Directed by: #DanielButler
Written by: #DanielButler
I’m often struck by how 21st century technology is increasingly able to place almost all society's wants and needs at our fingertips. With the invention of apps, virtual libraries, archives and cutting-edge technology have been delivered to the palm of our hands, downloadable in seconds. Apps to help you research into your family history, the Sega classics of yesteryear and endless others are waiting in the App Store, ready for use straight from your pocket for a couple of quid. What’s next? A program that scans and reads your cat’s body language to show you what exactly he or she is thinking, feeling and learning?
kosmOS begins with such a premise – that adapted software can read and translate the physical actions of a cat into coherent, audible English. Intrigued to find out exactly what his beloved cat (Kosmos, of course) is thinking, ingenious host Dan introduces us to an online program that converts live camera imports to sound files. Without hesitation, Dan wires things up so that the cat’s facial and body movements are soon deciphered. Remarkably, Dan’s noble efforts pay off. With everything in place, Dan begins talking to the cat and the system responds for Kosmos. However, when changes are made, things then become hairy.
Admittedly, one comes into kosmOS with the lines somewhat blurred between reality and fantasy. As Dan dabbles into the workings of real-life web platform TensorFlow, reads up on cat intelligence in Wikipedia and installs his collection of cameras all over his house, we can’t help but feel that we’re actually witnessing animal translation technology creeping into the domestic world. Sure enough, the thinly veiled illusion is revealed as we are introduced to Kosmos 2.0. Soon, the firewalled feline offers his opinions on Dan’s guitar-playing and even his own existential thinking (“What do I want? What do I need?’). From here, it’s sci-fi all the way as the intrepid Dan hooks Kosmos up with AI and directly communicates with him in virtual reality. The nutty professor then pushes Kosmos further with the philosophical pussy becoming increasingly intelligent. Sound familiar? We’ve gone from mockumentary to The Lawnmower Cat but doesn't do justice to poor Kosmos. He doesn’t mow lawns and, in fact, he’s no longer just a cat. “It’s almost like you’re becoming a person”, Dan observes.
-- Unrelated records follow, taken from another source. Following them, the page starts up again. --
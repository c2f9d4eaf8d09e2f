mod report;

use std::error::Error;
use std::fs::File;
use std::io::{self, Write};
use std::path::PathBuf;
use std::process::ExitCode;

use clap::{Parser, ValueEnum};
use env_logger::Env;
use log::{LevelFilter, info, warn};
use rand::SeedableRng;
use rand::rngs::StdRng;

use fcm_core::model::occurrence::OccurrenceTable;
use fcm_core::{Fcm, FcmConfig, GenerationEnd, UnknownContextPolicy, store};

/// Builds a finite-context model of a text, reports its statistics and
/// generates new text from it.
///
/// Example: `fcm -k 6 -l 10 -c 100 book.txt`
#[derive(Parser, Debug)]
#[command(name = "fcm", version, about, long_about = None)]
struct Cli {
	/// Context order (number of preceding symbols)
	#[arg(short = 'k', long, default_value_t = 1)]
	order: usize,

	/// Load a saved model and merge it with the training input
	#[arg(short = 'f', long = "load", value_name = "PATH")]
	load: Option<PathBuf>,

	/// Save the model after training
	#[arg(short = 'o', long = "save", value_name = "PATH")]
	save: Option<PathBuf>,

	/// Print the occurrence table and the entropy estimate
	#[arg(short = 's', long = "stats")]
	stats: bool,

	/// Print the conditional probability table
	#[arg(short = 'p', long = "probabilities")]
	probabilities: bool,

	/// Characters per generated line (0 disables generation)
	#[arg(short = 'c', long = "chars", default_value_t = 100)]
	chars_per_line: usize,

	/// Number of generated lines (0 disables generation)
	#[arg(short = 'l', long = "lines", default_value_t = 10)]
	lines: usize,

	/// Smoothing constant used in probability estimation
	#[arg(short = 'a', long, default_value_t = 0.0)]
	alpha: f64,

	/// What to do when generation reaches a context never seen in training
	#[arg(long = "on-unknown", value_enum, default_value_t = OnUnknown::MostFrequent)]
	on_unknown: OnUnknown,

	/// Seed for reproducible generation
	#[arg(long)]
	seed: Option<u64>,

	/// Print all debug messages
	#[arg(short = 'd', long)]
	debug: bool,

	/// Text to learn from
	input: Option<PathBuf>,
}

#[derive(ValueEnum, Clone, Copy, Debug)]
enum OnUnknown {
	MostFrequent,
	Uniform,
	Stop,
}

impl From<OnUnknown> for UnknownContextPolicy {
	fn from(value: OnUnknown) -> Self {
		match value {
			OnUnknown::MostFrequent => UnknownContextPolicy::MostFrequent,
			OnUnknown::Uniform => UnknownContextPolicy::Uniform,
			OnUnknown::Stop => UnknownContextPolicy::Stop,
		}
	}
}

impl Cli {
	fn config(&self) -> fcm_core::Result<FcmConfig> {
		let mut config = FcmConfig::new(self.order)?;
		config.set_alpha(self.alpha)?;
		config.chars_per_line = self.chars_per_line;
		config.lines = self.lines;
		config.emit_statistics = self.stats;
		config.unknown_context = self.on_unknown.into();
		Ok(config)
	}
}

fn init_logging(debug: bool) {
	let mut builder = env_logger::Builder::from_env(Env::default().default_filter_or("warn"));
	if debug {
		builder.filter_level(LevelFilter::Trace);
	}
	let _ = builder.try_init();
}

/// Reads the saved model, if any. A model that cannot be read is reported
/// and training goes on without it.
fn load_saved(cli: &Cli) -> Option<OccurrenceTable> {
	let path = cli.load.as_ref()?;
	match store::load_from_path(path) {
		Ok(table) => {
			info!("loaded {} contexts from {}", table.len(), path.display());
			Some(table)
		}
		Err(e) => {
			eprintln!("Failed to load model '{}': {e}", path.display());
			None
		}
	}
}

fn build_model(cli: &Cli, config: FcmConfig) -> Result<Fcm, Box<dyn Error>> {
	let saved = load_saved(cli);

	let fcm = match &cli.input {
		Some(input) => {
			let file = File::open(input).map_err(|e| format!("Fail opening file '{}' for reading: {e}", input.display()))?;
			info!("using input stream for processing: {}", input.display());

			let mut fcm = Fcm::new(config)?;
			let counted = fcm.train_reader(file)?;
			info!("{counted} symbols counted");

			if let Some(table) = saved {
				if let Err(e) = fcm.merge(&table) {
					eprintln!("Ignoring saved model: {e}");
				}
			}
			fcm
		}
		None => {
			// No corpus: work from the saved model alone, in its own order
			let Some(table) = saved else {
				return Err("No file for processing specified nor a saved model to load".into());
			};
			let mut config = config;
			config.set_order(table.order())?;
			Fcm::from_table(config, table)?
		}
	};

	if let Some(path) = &cli.save {
		match store::save_to_path(fcm.occurrences(), path) {
			Ok(()) => info!("model saved to {}", path.display()),
			Err(e) => eprintln!("Failed to save model '{}': {e}", path.display()),
		}
	}

	Ok(fcm)
}

fn run(cli: &Cli) -> Result<(), Box<dyn Error>> {
	let config = cli.config()?;
	let mut fcm = build_model(cli, config)?;
	let stdout = io::stdout();
	let mut out = stdout.lock();

	if fcm.config().emit_statistics {
		report::write_occurrences(&mut out, fcm.occurrences())?;
		fcm.compute_statistics();
		writeln!(out, "Entropy: {}", fcm.entropy()?)?;
	}

	if cli.probabilities || fcm.config().generates_text() {
		fcm.compute_all();
	}

	if cli.probabilities {
		if let Some(probabilities) = fcm.probabilities() {
			report::write_probabilities(&mut out, probabilities, fcm.order())?;
			if let Some(best) = probabilities.most_frequent() {
				writeln!(out, "Most frequent context: '{}' ({} occurrences)", best.key.to_context_string(fcm.order()), best.total)?;
			}
		}
	}

	if fcm.config().generates_text() {
		let mut rng = match cli.seed {
			Some(seed) => StdRng::seed_from_u64(seed),
			None => StdRng::from_os_rng(),
		};
		writeln!(out, "Generating {} lines with {} chars:", fcm.config().lines, fcm.config().chars_per_line)?;
		if let GenerationEnd::UnknownContext(context) = fcm.generate_to(&mut rng, &mut out)? {
			warn!("generation stopped on unseen context '{context}'");
			eprintln!("Generation stopped: context '{context}' never seen in training");
		}
	}

	Ok(())
}

fn main() -> ExitCode {
	let cli = Cli::parse();
	init_logging(cli.debug);

	match run(&cli) {
		Ok(()) => ExitCode::SUCCESS,
		Err(e) => {
			eprintln!("{e}");
			ExitCode::FAILURE
		}
	}
}

#[cfg(test)]
mod tests {
	use super::*;
	use clap::CommandFactory;

	#[test]
	fn cli_definition_is_valid() {
		Cli::command().debug_assert();
	}

	#[test]
	fn defaults_match_the_model_defaults() {
		let cli = Cli::try_parse_from(["fcm", "book.txt"]).unwrap();
		let config = cli.config().unwrap();
		assert_eq!(config, FcmConfig::new(1).unwrap());
		assert_eq!(cli.input, Some(PathBuf::from("book.txt")));
	}

	#[test]
	fn short_flags() {
		let cli = Cli::try_parse_from([
			"fcm", "-k", "3", "-a", "0.5", "-c", "20", "-l", "2", "-s", "-o", "model.fcm", "--on-unknown", "stop", "book.txt",
		])
		.unwrap();
		let config = cli.config().unwrap();
		assert_eq!(config.order(), 3);
		assert_eq!(config.alpha(), 0.5);
		assert_eq!(config.chars_per_line, 20);
		assert_eq!(config.lines, 2);
		assert!(config.emit_statistics);
		assert_eq!(config.unknown_context, UnknownContextPolicy::Stop);
		assert_eq!(cli.save, Some(PathBuf::from("model.fcm")));
	}

	#[test]
	fn invalid_order_is_rejected_by_the_model() {
		let cli = Cli::try_parse_from(["fcm", "-k", "0", "book.txt"]).unwrap();
		assert!(cli.config().is_err());
	}

	#[test]
	fn nothing_to_do_without_input_or_model() {
		let cli = Cli::try_parse_from(["fcm", "-s"]).unwrap();
		let config = cli.config().unwrap();
		assert!(build_model(&cli, config).is_err());
	}

	#[test]
	fn saved_model_is_copied_without_input() {
		let dir = tempfile::tempdir().unwrap();
		let source = dir.path().join("source.fcm");
		let copy = dir.path().join("copy.fcm");

		let mut table = OccurrenceTable::new(2).unwrap();
		table.accumulate("a rose is a rose".chars());
		store::save_to_path(&table, &source).unwrap();

		let cli = Cli::try_parse_from(["fcm", "-f", source.to_str().unwrap(), "-o", copy.to_str().unwrap()]).unwrap();
		let fcm = build_model(&cli, cli.config().unwrap()).unwrap();
		assert_eq!(fcm.order(), 2);

		assert_eq!(store::load_from_path(&copy).unwrap(), table);
	}

	#[test]
	fn trained_model_is_saved() {
		let dir = tempfile::tempdir().unwrap();
		let corpus = dir.path().join("corpus.txt");
		let model = dir.path().join("model.fcm");
		std::fs::write(&corpus, "abcabc").unwrap();

		let cli = Cli::try_parse_from(["fcm", "-k", "2", "-o", model.to_str().unwrap(), corpus.to_str().unwrap()]).unwrap();
		let fcm = build_model(&cli, cli.config().unwrap()).unwrap();

		assert_eq!(&store::load_from_path(&model).unwrap(), fcm.occurrences());
	}
}
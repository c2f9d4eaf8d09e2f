use std::fs::File;
use std::io::{self, BufWriter, Read, Write};
use std::path::Path;

/// Reads a whole file into memory.
pub(crate) fn read_bytes<P: AsRef<Path>>(filename: P) -> io::Result<Vec<u8>> {
	let mut contents = Vec::new();
	File::open(filename)?.read_to_end(&mut contents)?;
	Ok(contents)
}

/// Creates (or truncates) a file and writes `bytes` to it.
pub(crate) fn write_bytes<P: AsRef<Path>>(filename: P, bytes: &[u8]) -> io::Result<()> {
	let mut writer = BufWriter::new(File::create(filename)?);
	writer.write_all(bytes)?;
	writer.flush()
}
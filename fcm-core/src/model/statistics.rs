use std::collections::BTreeMap;
use std::collections::btree_map;

use log::debug;

use super::alphabet::ALPHABET_LENGTH;
use super::context_key::ContextKey;
use super::occurrence::OccurrenceTable;

/// Additive smoothing shared by every derived table:
/// `(count + alpha) / (total + 27 * alpha)`.
///
/// With `alpha == 0` this is the plain frequency. An empty denominator
/// yields 0 instead of NaN.
pub fn smoothed(count: u64, total: u64, alpha: f64) -> f64 {
	let denominator = total as f64 + ALPHABET_LENGTH as f64 * alpha;
	if denominator == 0.0 {
		return 0.0;
	}
	(count as f64 + alpha) / denominator
}

/// Per-context totals and the probability of the context itself.
#[derive(Clone, Copy, Debug, PartialEq)]
pub struct ContextStat {
	/// Sum of the context's occurrence row.
	pub total: u64,
	/// Smoothed share of the corpus taken by this context.
	pub probability: f64,
}

/// Statistics derived from an `OccurrenceTable`.
///
/// Always rebuilt from scratch with `compute`; there is no incremental update.
#[derive(Clone, Debug)]
pub struct ContextStatistics {
	alpha: f64,
	grand_total: u64,
	stats: BTreeMap<ContextKey, ContextStat>,
}

impl ContextStatistics {
	pub fn compute(table: &OccurrenceTable, alpha: f64) -> Self {
		let totals: Vec<(ContextKey, u64)> = table.iter().map(|(key, row)| (*key, row.total())).collect();
		let grand_total = totals.iter().fold(0u64, |sum, (_, total)| sum.saturating_add(*total));

		let stats = totals
			.into_iter()
			.map(|(key, total)| {
				let probability = smoothed(total, grand_total, alpha);
				(key, ContextStat { total, probability })
			})
			.collect::<BTreeMap<_, _>>();

		debug!("statistics for {} contexts, {grand_total} occurrences, alpha {alpha}", stats.len());
		Self { alpha, grand_total, stats }
	}

	pub fn alpha(&self) -> f64 {
		self.alpha
	}

	/// Sum of every row total.
	pub fn grand_total(&self) -> u64 {
		self.grand_total
	}

	pub fn get(&self, key: ContextKey) -> Option<&ContextStat> {
		self.stats.get(&key)
	}

	pub fn len(&self) -> usize {
		self.stats.len()
	}

	pub fn is_empty(&self) -> bool {
		self.stats.is_empty()
	}

	pub fn keys(&self) -> impl Iterator<Item = ContextKey> + '_ {
		self.stats.keys().copied()
	}

	pub fn iter(&self) -> btree_map::Iter<'_, ContextKey, ContextStat> {
		self.stats.iter()
	}
}
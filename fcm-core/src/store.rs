//! Model files: the raw occurrence table in `postcard` form.
//!
//! Only the raw table is stored. Loading hands back an `OccurrenceTable`,
//! so every derived table has to be recomputed afterwards.

use std::io::{Read, Write};
use std::path::Path;

use log::debug;
use serde::{Deserialize, Serialize};

use crate::error::{FcmError, Result};
use crate::io::{read_bytes, write_bytes};
use crate::model::context_key::{key_space, validate_order};
use crate::model::occurrence::OccurrenceTable;

/// Bumped whenever the stored layout changes.
pub const FORMAT_VERSION: u16 = 1;

#[derive(Serialize)]
struct StoredModelRef<'a> {
	version: u16,
	table: &'a OccurrenceTable,
}

#[derive(Deserialize)]
struct StoredModel {
	version: u16,
	table: OccurrenceTable,
}

/// Serializes `table` into `writer`.
///
/// # Errors
/// `StreamUnavailable` if writing fails, `Serialization` if encoding fails.
pub fn save<W: Write>(table: &OccurrenceTable, mut writer: W) -> Result<()> {
	let bytes = postcard::to_stdvec(&StoredModelRef { version: FORMAT_VERSION, table })?;
	writer.write_all(&bytes)?;
	writer.flush()?;
	debug!("saved {} contexts ({} bytes)", table.len(), bytes.len());
	Ok(())
}

/// Reads a table written by `save`.
///
/// # Errors
/// - `StreamUnavailable` if reading fails
/// - `Serialization` for malformed content
/// - `IncompatibleFormat` for a file from another format version
/// - `InvalidOrder` if the stored order or keys are out of range
/// - `CorruptModel` if the stored counts add up past `u64::MAX`
pub fn load<R: Read>(mut reader: R) -> Result<OccurrenceTable> {
	let mut bytes = Vec::new();
	reader.read_to_end(&mut bytes)?;
	decode(&bytes)
}

/// Saves `table` to a file, replacing it.
pub fn save_to_path<P: AsRef<Path>>(table: &OccurrenceTable, path: P) -> Result<()> {
	let bytes = postcard::to_stdvec(&StoredModelRef { version: FORMAT_VERSION, table })?;
	write_bytes(&path, &bytes)?;
	debug!("saved {} contexts to {}", table.len(), path.as_ref().display());
	Ok(())
}

/// Loads a table from a file written by `save_to_path` or `save`.
pub fn load_from_path<P: AsRef<Path>>(path: P) -> Result<OccurrenceTable> {
	let bytes = read_bytes(&path)?;
	let table = decode(&bytes)?;
	debug!("loaded {} contexts from {}", table.len(), path.as_ref().display());
	Ok(table)
}

fn decode(bytes: &[u8]) -> Result<OccurrenceTable> {
	let stored: StoredModel = postcard::from_bytes(bytes)?;
	if stored.version != FORMAT_VERSION {
		return Err(FcmError::IncompatibleFormat(stored.version));
	}

	let order = validate_order(stored.table.order())?;
	if stored.table.keys().any(|key| key.value() >= key_space(order)) {
		return Err(FcmError::InvalidOrder(order));
	}
	if stored.table.checked_total().is_none() {
		return Err(FcmError::CorruptModel("occurrence counts do not fit in 64 bits".to_owned()));
	}
	Ok(stored.table)
}

#[cfg(test)]
mod tests {
	use super::*;
	use std::collections::BTreeMap;

	use crate::model::alphabet::ALPHABET_LENGTH;
	use crate::model::context_key::ContextKey;
	use crate::model::occurrence::OccurrenceRow;

	fn trained(text: &str, order: usize) -> OccurrenceTable {
		let mut table = OccurrenceTable::new(order).unwrap();
		table.accumulate(text.chars());
		table
	}

	#[test]
	fn stream_round_trip() {
		let table = trained("a rose is a rose is a rose", 3);
		let mut buffer = Vec::new();
		save(&table, &mut buffer).unwrap();
		let loaded = load(buffer.as_slice()).unwrap();
		assert_eq!(loaded, table);
	}

	#[test]
	fn rejects_other_version() {
		let table = trained("abc", 1);
		let bytes = postcard::to_stdvec(&StoredModelRef { version: FORMAT_VERSION + 1, table: &table }).unwrap();
		assert!(matches!(load(bytes.as_slice()), Err(FcmError::IncompatibleFormat(v)) if v == FORMAT_VERSION + 1));
	}

	/// Same layout as a stored model, without the table invariants.
	#[derive(Serialize)]
	struct RawModel {
		version: u16,
		order: usize,
		rows: BTreeMap<ContextKey, OccurrenceRow>,
	}

	#[test]
	fn rejects_counts_past_u64() {
		let mut counts = [0; ALPHABET_LENGTH];
		counts[0] = u64::MAX;
		counts[1] = 1;
		let rows = BTreeMap::from([(ContextKey::new(0), OccurrenceRow::from_counts(counts))]);
		let bytes = postcard::to_stdvec(&RawModel { version: FORMAT_VERSION, order: 1, rows }).unwrap();
		assert!(matches!(load(bytes.as_slice()), Err(FcmError::CorruptModel(_))));

		// Rows that fit alone but not together
		counts[1] = 0;
		let rows = BTreeMap::from([
			(ContextKey::new(0), OccurrenceRow::from_counts(counts)),
			(ContextKey::new(1), OccurrenceRow::from_counts(counts)),
		]);
		let bytes = postcard::to_stdvec(&RawModel { version: FORMAT_VERSION, order: 1, rows }).unwrap();
		assert!(matches!(load(bytes.as_slice()), Err(FcmError::CorruptModel(_))));
	}

	#[test]
	fn rejects_keys_outside_the_order() {
		let rows = BTreeMap::from([(ContextKey::new(27), OccurrenceRow::new())]);
		let bytes = postcard::to_stdvec(&RawModel { version: FORMAT_VERSION, order: 1, rows }).unwrap();
		assert!(matches!(load(bytes.as_slice()), Err(FcmError::InvalidOrder(1))));
	}

	#[test]
	fn rejects_garbage() {
		assert!(matches!(load(&[0xff, 0xff, 0xff][..]), Err(FcmError::Serialization(_))));
	}

	#[test]
	fn missing_file_is_reported() {
		let dir = tempfile::tempdir().unwrap();
		let result = load_from_path(dir.path().join("missing.fcm"));
		assert!(matches!(result, Err(FcmError::StreamUnavailable(_))));
	}
}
Unsurprisingly, as in The Lawnmower Man, it isn’t soon before Kosmos becomes fully absorbed into ethernet eternity, and this is where Butler really does dazzle. We become lost in a marvellous montage of special effects and virtual trickery, whilst an ominous, more cinematic score sweeps the soundtrack. We’ve suddenly gone to something more akin to The Fly. The shots and tone get darker and darker. In a surprisingly eerie scene, the hapless Daniel searches for Kosmos in the dark, the sound of his ghostly purrs the only trace of him left in the physical world.
In kosmOS, the scientific fantasies of Dan do indeed come to life. But his work has created a duality of two concurrent truths; this perfect system wants a harmony of forward and reverse reactions, occurring equally. Ultimately, it’s not what he, or Kosmos, want after all. Home turns out preferable to a state of equilibrium.
Certainly smarter, and more sophisticated, than it perhaps first appears, kosmOS is certainly an oddity. Slow-paced in its near 32 minutes, there’s a worry that the technical brilliance of Butler, which emerges later on in the film, might be overlooked. The end product might not be a must-see piece but Butler’s talents in on-screen computer wizardry certainly shouldn’t go unnoticed.